Certainly, construction work appears to be coming in at a much lower cost to the client. This is excellent news if it means we are seeing productivity gains. But I don't think it is that simple.
Anyway, here's a crude list of how I reckon costs have, in the eyes of the statisticians, fallen peak:
- Public housing: 6.7%
- Private housing: 12.9%
- Infrastructure: 13.2%
- Public non-housing: 12.8%
- Industrial: 1.2%
The figures suggest that commercial work prices continued to rise in the second quarter.
Naturally we can question the statistical alchemy that turns a fall in new work output measured at current prices into a rise in constant prices. But more importantly the message to me is that we should be wary of how we interpret these data.
So I was rather surprised, no startled, to see the RICS take on the numbers.
The interpretation by Simon Rubinsohn, chief economist at RICS, was exceptionally bullish in my view.
He says: "While it would be misguided to interpret the latest data as signalling that the pain is over in the construction sector, the worst of the adjustment does now appear to lie in the past and the more probable scenario going forward is one of a very gradual recovery against a backdrop of a continued shortfall of development finance."
My own view fits more with the take offered by the Construction Products Association.
Expressed by Michael Ankers, chief executive, it is: "With the construction industry experiencing its sharpest decline in output since the War, it is more important than ever that Government maintains its capital investment programme to improve our transport infrastructure, education facilities and social housing."
And the comfort blanket that public spending is providing should not be exaggerated. If public non-housing new work had falling at the same rate as the rest of the new work in construction we would have seen a 24% annual decline instead of the 19% fall in the cash coming into construction in the second quarter.
Put in cash terms that is £1 billion less spent on construction in one quarter.
And when this support is pulled what then?
I suspect we are a long way from seeing a turnaround in the fortunes of construction and rather than supporting the green shoots position, these latest figures rather shoot it down.
By way of an addendum, one other thing that I thought worth noteworthy, as I scratched through the figures, was the imbalance of pain suffered regionally.

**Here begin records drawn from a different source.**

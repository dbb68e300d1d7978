//! Key Index Module
//!
//! Separate-chaining hash table from key to `EntryId`. Knows nothing about
//! eviction or expiry.
//!
//! ## Layout
//!
//! ```text
//!   buckets (power of two)
//!   [0] ─► []
//!   [1] ─► [(h, id 7), (h, id 2)]    chain read newest first
//!   [2] ─► [(h, id 4)]
//!   ...
//!   index = spread(xxh32(key)) & (buckets - 1)
//! ```
//!
//! Slots hold only the hash and the handle. The key itself lives in the
//! `Entry`, so every lookup resolves candidates through the `EntryArena`
//! and an entry must be unindexed before it leaves the arena.
//!
//! The table doubles once `len >= buckets * 0.75`, rehashing every slot.
//! A failed allocation while doubling surfaces as `ResizeFailure`.

use std::hash::Hasher;

use twox_hash::XxHash32;

use crate::cache::arena::{EntryArena, EntryId};
use crate::error::{CacheError, Result};

const INITIAL_BUCKETS: usize = 16;
// Load factor 0.75 as a ratio, kept integral
const LOAD_NUMERATOR: usize = 3;
const LOAD_DENOMINATOR: usize = 4;

#[derive(Debug, Clone, Copy)]
struct Slot {
    hash: u32,
    id: EntryId,
}

impl Slot {
    fn holds(&self, hash: u32, key: &str, entries: &EntryArena) -> bool {
        self.hash == hash && entries.get(self.id).is_some_and(|entry| entry.key == key)
    }
}

/// Chained hash table mapping keys to entry handles.
#[derive(Debug)]
pub struct KeyIndex {
    // Each chain is appended at the back; lookups walk it back to front so
    // the most recently inserted key of a bucket is found first.
    buckets: Vec<Vec<Slot>>,
    len: usize,
}

impl KeyIndex {
    pub fn new() -> Self {
        Self::with_buckets(INITIAL_BUCKETS)
    }

    /// Creates an index with at least `buckets` buckets, rounded up to a power of two.
    pub fn with_buckets(buckets: usize) -> Self {
        let count = buckets.max(1).next_power_of_two();
        let mut table = Vec::with_capacity(count);
        table.resize_with(count, Vec::new);
        Self {
            buckets: table,
            len: 0,
        }
    }

    // == Get ==
    pub fn get(&self, key: &str, entries: &EntryArena) -> Result<Option<EntryId>> {
        check_key(key)?;
        let hash = spread_hash(key);
        let chain = &self.buckets[self.bucket_of(hash)];
        Ok(chain
            .iter()
            .rev()
            .find(|slot| slot.holds(hash, key, entries))
            .map(|slot| slot.id))
    }

    // == Insert ==
    /// Indexes the live entry `id` under its own key, returning the handle
    /// that key previously mapped to.
    pub fn insert(&mut self, id: EntryId, entries: &EntryArena) -> Result<Option<EntryId>> {
        let key = entries
            .get(id)
            .map(|entry| entry.key.as_str())
            .ok_or_else(|| CacheError::invalid("Cannot index a vacant entry"))?;
        check_key(key)?;
        let hash = spread_hash(key);
        let bucket = self.bucket_of(hash);
        if let Some(slot) = self.buckets[bucket]
            .iter_mut()
            .rev()
            .find(|slot| slot.holds(hash, key, entries))
        {
            return Ok(Some(std::mem::replace(&mut slot.id, id)));
        }

        let bucket = if self.len * LOAD_DENOMINATOR >= self.buckets.len() * LOAD_NUMERATOR {
            self.resize()?;
            self.bucket_of(hash)
        } else {
            bucket
        };

        self.buckets[bucket].push(Slot { hash, id });
        self.len += 1;
        Ok(None)
    }

    // == Remove ==
    /// Unindexes `key`. Must run while its entry is still in `entries`.
    pub fn remove(&mut self, key: &str, entries: &EntryArena) -> Result<Option<EntryId>> {
        check_key(key)?;
        let hash = spread_hash(key);
        let bucket = self.bucket_of(hash);
        let chain = &mut self.buckets[bucket];
        match chain
            .iter()
            .rposition(|slot| slot.holds(hash, key, entries))
        {
            Some(pos) => {
                let slot = chain.remove(pos);
                self.len -= 1;
                Ok(Some(slot.id))
            }
            None => Ok(None),
        }
    }

    pub fn len(&self) -> usize {
        self.len
    }

    pub fn is_empty(&self) -> bool {
        self.len == 0
    }

    pub fn bucket_count(&self) -> usize {
        self.buckets.len()
    }

    /// Iterates indexed handles bucket by bucket, newest first within a chain.
    pub fn ids(&self) -> impl Iterator<Item = EntryId> + '_ {
        self.buckets
            .iter()
            .flat_map(|chain| chain.iter().rev())
            .map(|slot| slot.id)
    }

    fn bucket_of(&self, hash: u32) -> usize {
        hash as usize & (self.buckets.len() - 1)
    }

    fn resize(&mut self) -> Result<()> {
        let requested = self
            .buckets
            .len()
            .checked_mul(2)
            .ok_or(CacheError::ResizeFailure {
                requested: usize::MAX,
            })?;

        let mut table: Vec<Vec<Slot>> = Vec::new();
        table
            .try_reserve_exact(requested)
            .map_err(|_| CacheError::ResizeFailure { requested })?;
        table.resize_with(requested, Vec::new);

        // Old chains are drained front to back so relative order survives
        for slot in std::mem::take(&mut self.buckets).into_iter().flatten() {
            let bucket = slot.hash as usize & (requested - 1);
            table[bucket].push(slot);
        }
        self.buckets = table;
        Ok(())
    }
}

impl Default for KeyIndex {
    fn default() -> Self {
        Self::new()
    }
}

/// 32-bit xxHash of the key with its high half folded into the low bits.
pub fn spread_hash(key: &str) -> u32 {
    let mut hasher = XxHash32::with_seed(0);
    hasher.write(key.as_bytes());
    let h = hasher.finish() as u32;
    h ^ (h >> 16)
}

fn check_key(key: &str) -> Result<()> {
    if key.is_empty() {
        return Err(CacheError::invalid("Key cannot be empty"));
    }
    Ok(())
}
//! Cache Store Module
//!
//! Single-threaded cache core: key index, entry arena, one eviction
//! structure, expiry tracker and append-only log, kept consistent under
//! every mutation. `CacheEngine` wraps it in a lock and adds the sweep.

use tracing::{debug, info, warn};

use crate::cache::aof::{AppendLog, LogRecord};
use crate::cache::arena::{EntryArena, EntryId};
use crate::cache::entry::{current_timestamp_ms, validate_key, validate_value, Entry};
use crate::cache::expiry::ExpiryTracker;
use crate::cache::index::KeyIndex;
use crate::cache::policy::{EvictionPolicy, EvictionStructure};
use crate::cache::{CacheStats, RemovalCause};
use crate::config::Config;
use crate::error::{CacheError, Result};

// == Cache Store ==
/// Cache storage with pluggable eviction, TTL expiry and an optional log.
#[derive(Debug)]
pub struct CacheStore {
    /// Key -> entry handle
    index: KeyIndex,
    /// Owner of every live entry
    entries: EntryArena,
    /// Active eviction structure
    policy: Box<dyn EvictionStructure>,
    /// Deadlines for the periodic sweep
    expiry: ExpiryTracker,
    /// Append-only log, None when persistence is off
    log: Option<AppendLog>,
    /// Performance statistics
    stats: CacheStats,
    /// Maximum number of entries allowed
    capacity: usize,
}

impl CacheStore {
    // == Constructor ==
    /// Creates an in-memory store with no log.
    pub fn new(capacity: usize, policy: EvictionPolicy) -> Result<Self> {
        Self::from_config(&Config::new(capacity, policy).without_persistence())
    }

    /// Creates a store and, when a log path is configured, replays it.
    pub fn from_config(config: &Config) -> Result<Self> {
        if config.capacity == 0 {
            return Err(CacheError::invalid("Capacity must be positive"));
        }

        let mut store = Self {
            index: KeyIndex::new(),
            entries: EntryArena::with_capacity(config.capacity.min(1 << 16)),
            policy: config.policy.build(config.lru_frequency_threshold),
            expiry: ExpiryTracker::new(),
            log: config
                .aof_path
                .as_ref()
                .map(|path| AppendLog::new(path, config.aof_fsync)),
            stats: CacheStats::new(),
            capacity: config.capacity,
        };
        store.restore_from_log()?;

        info!(
            "Cache store ready: capacity={}, policy={}, log={}, entries={}",
            store.capacity,
            store.policy.kind(),
            store
                .log
                .as_ref()
                .map_or_else(|| "disabled".to_string(), |log| log.path().display().to_string()),
            store.len()
        );
        Ok(store)
    }

    // == Put ==
    /// Stores `value` under `key` for `ttl_ms` milliseconds.
    ///
    /// An existing key is updated in place and counts as an access. A new
    /// key evicts one entry first when the store is full. The write is then
    /// appended to the log; a log failure is recorded but does not fail
    /// the call.
    pub fn put(&mut self, key: &str, value: &str, ttl_ms: u64) -> Result<()> {
        validate_key(key)?;
        validate_value(value)?;
        if ttl_ms == 0 {
            return Err(CacheError::invalid("TTL must be positive"));
        }

        let now = current_timestamp_ms();
        let expires_at = now.saturating_add(ttl_ms);
        self.upsert(key, value, expires_at, now)?;
        self.append_to_log(&LogRecord::put(key, value, expires_at));
        Ok(())
    }

    // == Get ==
    /// Retrieves a value by key.
    ///
    /// An expired entry is removed on the spot and reported as absent.
    pub fn get(&mut self, key: &str) -> Result<Option<String>> {
        let Some(id) = self.index.get(key, &self.entries)? else {
            self.stats.record_miss();
            return Ok(None);
        };

        let now = current_timestamp_ms();
        let live = self
            .entries
            .get(id)
            .is_some_and(|entry| !entry.is_expired_at(now));
        if !live {
            if self.remove_entry(id).is_some() {
                self.stats.record_removal(RemovalCause::Expired);
            }
            self.stats.record_miss();
            return Ok(None);
        }

        self.policy.on_access(&mut self.entries, id);
        self.stats.record_hit();
        Ok(self.entries.get(id).map(|entry| entry.value.clone()))
    }

    // == Cleanup Expired ==
    /// Removes all expired entries from the cache.
    ///
    /// Returns the keys that were removed, oldest deadline first.
    pub fn cleanup_expired(&mut self) -> Vec<String> {
        let now = current_timestamp_ms();
        let expired = self.expiry.drain_expired(now);

        let mut removed = Vec::with_capacity(expired.len());
        for id in expired {
            if let Some(entry) = self.remove_entry(id) {
                self.stats.record_removal(RemovalCause::Expired);
                removed.push(entry.key);
            }
        }
        removed
    }

    // == Stats ==
    /// Returns current cache statistics.
    pub fn stats(&self) -> CacheStats {
        let mut stats = self.stats.clone();
        stats.set_total_entries(self.index.len());
        stats
    }

    // == Length ==
    /// Returns the current number of entries in the cache.
    pub fn len(&self) -> usize {
        self.index.len()
    }

    // == Is Empty ==
    pub fn is_empty(&self) -> bool {
        self.index.is_empty()
    }

    pub fn capacity(&self) -> usize {
        self.capacity
    }

    pub fn policy(&self) -> EvictionPolicy {
        self.policy.kind()
    }

    /// Size of the append-only log in bytes, 0 without persistence.
    pub fn aof_file_size(&self) -> u64 {
        self.log.as_ref().map_or(0, AppendLog::file_size)
    }

    /// Inserts or updates an entry with an absolute deadline. Shared by
    /// `put` and log replay; never touches the log itself.
    fn upsert(&mut self, key: &str, value: &str, expires_at: u64, now: u64) -> Result<()> {
        if let Some(id) = self.index.get(key, &self.entries)? {
            if let Some(entry) = self.entries.get_mut(id) {
                let previous = std::mem::replace(&mut entry.expires_at, expires_at);
                entry.value.clear();
                entry.value.push_str(value);
                self.expiry.reschedule(id, previous, expires_at);
                self.policy.on_access(&mut self.entries, id);
                return Ok(());
            }
        }

        if self.index.len() >= self.capacity {
            self.evict_one(now);
        }

        let id = self.entries.insert(Entry::new(key, value, expires_at));
        if let Err(err) = self.index.insert(id, &self.entries) {
            self.entries.remove(id);
            return Err(err);
        }
        self.expiry.set_expiry(id, expires_at);
        self.policy.on_insert(&mut self.entries, id);
        Ok(())
    }

    fn evict_one(&mut self, now: u64) {
        let Some(victim) = self.policy.select_victim(&mut self.entries, now) else {
            warn!("Cache full but {} found no eviction victim", self.policy.kind());
            return;
        };
        if let Some(entry) = self.remove_entry(victim) {
            if entry.is_expired_at(now) {
                self.stats.record_removal(RemovalCause::Expired);
            } else {
                self.stats.record_removal(RemovalCause::Capacity);
            }
            debug!("Evicted key {} ({})", entry.key, self.policy.kind());
        }
    }

    /// Removes an entry from the index, policy, arena and expiry tracker,
    /// in that order. The index resolves keys through the arena, so it is
    /// cleared while the entry is still there.
    fn remove_entry(&mut self, id: EntryId) -> Option<Entry> {
        let key = &self.entries.get(id)?.key;
        let unindexed = self.index.remove(key, &self.entries);
        debug_assert!(matches!(unindexed, Ok(Some(found)) if found == id));

        self.policy.on_remove(&mut self.entries, id);
        let entry = self.entries.remove(id)?;
        self.expiry.cancel(id, entry.expires_at);
        Some(entry)
    }

    fn append_to_log(&mut self, record: &LogRecord) {
        let Some(log) = self.log.as_mut() else {
            return;
        };
        if let Err(err) = log.append(record) {
            warn!(
                "Failed to append to {}: {}",
                log.path().display(),
                err
            );
            self.stats.record_persistence_failure();
        }
    }

    fn restore_from_log(&mut self) -> Result<()> {
        let Some(log) = self.log.as_ref() else {
            return Ok(());
        };
        let path = log.path().display().to_string();
        let replay = match log.replay() {
            Ok(replay) => replay,
            Err(err) => {
                warn!("Failed to load {}: {}", path, err);
                return Ok(());
            }
        };

        let now = current_timestamp_ms();
        let (mut restored, mut expired) = (0usize, 0usize);
        for record in replay.records {
            if let Err(err) = validate_key(&record.key).and(validate_value(&record.value)) {
                warn!("Skipping log record for {}: {}", record.key, err);
                continue;
            }
            // The latest record wins, even when it has already expired
            if ExpiryTracker::is_expired(record.expires_at, now) {
                if let Some(id) = self.index.get(&record.key, &self.entries)? {
                    self.remove_entry(id);
                }
                expired += 1;
                continue;
            }
            self.upsert(&record.key, &record.value, record.expires_at, now)?;
            restored += 1;
        }

        info!(
            "Replayed {}: restored={}, expired={}, malformed={}, truncated={}",
            path, restored, expired, replay.malformed, replay.truncated
        );
        Ok(())
    }

    /// Panics if the index, arena, policy and expiry tracker disagree.
    #[cfg(test)]
    pub(crate) fn check_invariants(&self) {
        use std::collections::HashSet;

        assert_eq!(self.index.len(), self.entries.len(), "index/arena size");
        assert_eq!(self.policy.len(), self.entries.len(), "policy/arena size");
        assert_eq!(self.expiry.len(), self.entries.len(), "expiry/arena size");
        assert!(self.len() <= self.capacity, "over capacity");
        assert!(self.index.bucket_count().is_power_of_two());

        for id in self.index.ids() {
            let entry = self.entries.get(id).expect("indexed id is live");
            assert_eq!(self.index.get(&entry.key, &self.entries).ok().flatten(), Some(id));
            assert!(self.expiry.contains(id, entry.expires_at));
        }

        let tracked = self.policy.tracked(&self.entries);
        let unique: HashSet<EntryId> = tracked.iter().copied().collect();
        assert_eq!(unique.len(), tracked.len(), "entry linked twice");
        for id in tracked {
            let entry = self.entries.get(id).expect("tracked id is live");
            assert_eq!(self.index.get(&entry.key, &self.entries).ok().flatten(), Some(id));
            if self.policy.kind() == EvictionPolicy::Lfu {
                assert!(entry.access_count >= 1);
            }
        }
    }
}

This may surprise some in the metropolitan South East, but the construction industry in London continued to grow in cash terms up to last autumn. This is partly down to the overhang of work in progress as a result of the larger projects found in the capital.
Indeed the work completed in the 12 months to June in London was only marginally down in cash terms on the previous quarter and just 3% down from peak. This compares with a 17% drop in Yorkshire & Humberside, 15% in the West Midland and in Wales, 13% in the North West and 12% in the East Midlands.
What we are seeing is a north south split in terms of how this has impacted on the cash won by contractors.